Infine, come se non bastasse, c’è il famigerato articolo 2, che impedisce agli Stati membri dell’UE di dotarsi di misure più protettive nei confronti degli animali di quanto prescrive la Direttiva stessa. Detto in breve, significa che qualsiasi tentativo di rendere un po’ meno scandalosa la legge sulla vivisezione che stiamo per recepire è già morto sul nascere. La legge a questo proposito è chiarissima: niente può mettere in discussione il principio ispiratore della nuova Direttiva, che è quello di azzerare tutti gli ostacoli frapposti alla libera concorrenza. Se a qualcuno venisse in mente di approvare una norma che punti a un futuro senza vivisezione (per esempio rendendo obbligatori i metodi sostitutivi), se qualcuno osasse “proteggere” i propri animali da laboratorio una briciola in più degli altri Paesi, la Commissione Europea è lì apposta per bacchettare, bocciare, annullare. E allora, di che cosa ha paura la dirigenza dell’ANMVI?
Oscar Grazioli, veterinario consigliere di Assovet, l’associazione dei veterinari titolari di una struttura privata, ha raccontato qualche tempo fa che cosa ha visto dentro gli stabulari che ha potuto visitare.

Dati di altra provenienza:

// server/src/web/handlers/mod.rs

// Declare handler modules
pub mod cart_handlers;
pub mod category_handlers;
pub mod product_handlers;

use serde::Deserialize;
use storefront::PageNumber;

use crate::errors::Result;

/// `?page=` query parameter shared by the catalog listings.
#[derive(Deserialize, Debug, Default)]
pub struct PageQuery {
  pub page: Option<String>,
}

impl PageQuery {
  pub fn page_number(&self) -> Result<PageNumber> {
    match self.page.as_deref() {
      None | Some("") => Ok(PageNumber::First),
      Some(raw) => Ok(raw.parse()?),
    }
  }
}
// core/src/error.rs
use anyhow::Error as AnyhowError;
use thiserror::Error;

use crate::catalog::{CategoryId, ProductId, SubcategoryId};

#[derive(Debug, Error)]
pub enum StoreError {
  #[error("Validation failed: {0}")]
  Validation(String),

  #[error("Product {product_id} is already in the cart")]
  DuplicateItem { product_id: ProductId },

  #[error("Product {product_id} not found in cart")]
  ItemNotInCart { product_id: ProductId },

  #[error("Product {product_id} not found")]
  ProductNotFound { product_id: ProductId },

  #[error("Category {category_id} not found")]
  CategoryNotFound { category_id: CategoryId },

  #[error("Subcategory {subcategory_id} not found")]
  SubcategoryNotFound { subcategory_id: SubcategoryId },

  #[error("Invalid page: {0}")]
  InvalidPage(String),

  #[error("Slug '{slug}' is already taken")]
  DuplicateSlug { slug: String },

  #[error("Storage backend error. Source: {source}")]
  Backend {
    #[source]
    source: AnyhowError,
  },
}

impl StoreError {
  /// Wraps any backend error (database driver, I/O) as `StoreError::Backend`.
  pub fn backend<E>(err: E) -> Self
  where
    E: std::error::Error + Send + Sync + 'static,
  {
    StoreError::Backend { source: AnyhowError::new(err) }
  }

  /// True for errors caused by the caller's input rather than the backend.
  pub fn is_client_error(&self) -> bool {
    !matches!(self, StoreError::Backend { .. })
  }
}

impl From<AnyhowError> for StoreError {
  fn from(err: AnyhowError) -> Self {
    StoreError::Backend { source: err }
  }
}

pub type StoreResult<T, E = StoreError> = std::result::Result<T, E>;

Scene tremende, scene da “far vomitare”, che gli “addetti ai lavori” hanno sempre tenuto occultate e che così vorrebbero continuare a fare. Invano. Nell’appello a Napolitano, nelle accuse rivolte agli animalisti e ai loro eccessi, veri o presunti tali, si legge chiarissimo ancorché sottotraccia il timore che il dibattito sul valore scientifico e sull’accettabilità della vivisezione esca dal seminato (il loro) e si allarghi alla società civile. In effetti, proprio questo sta succedendo. Lo sanno, lo sentono, e scrivono al Presidente in cerca di aiuto.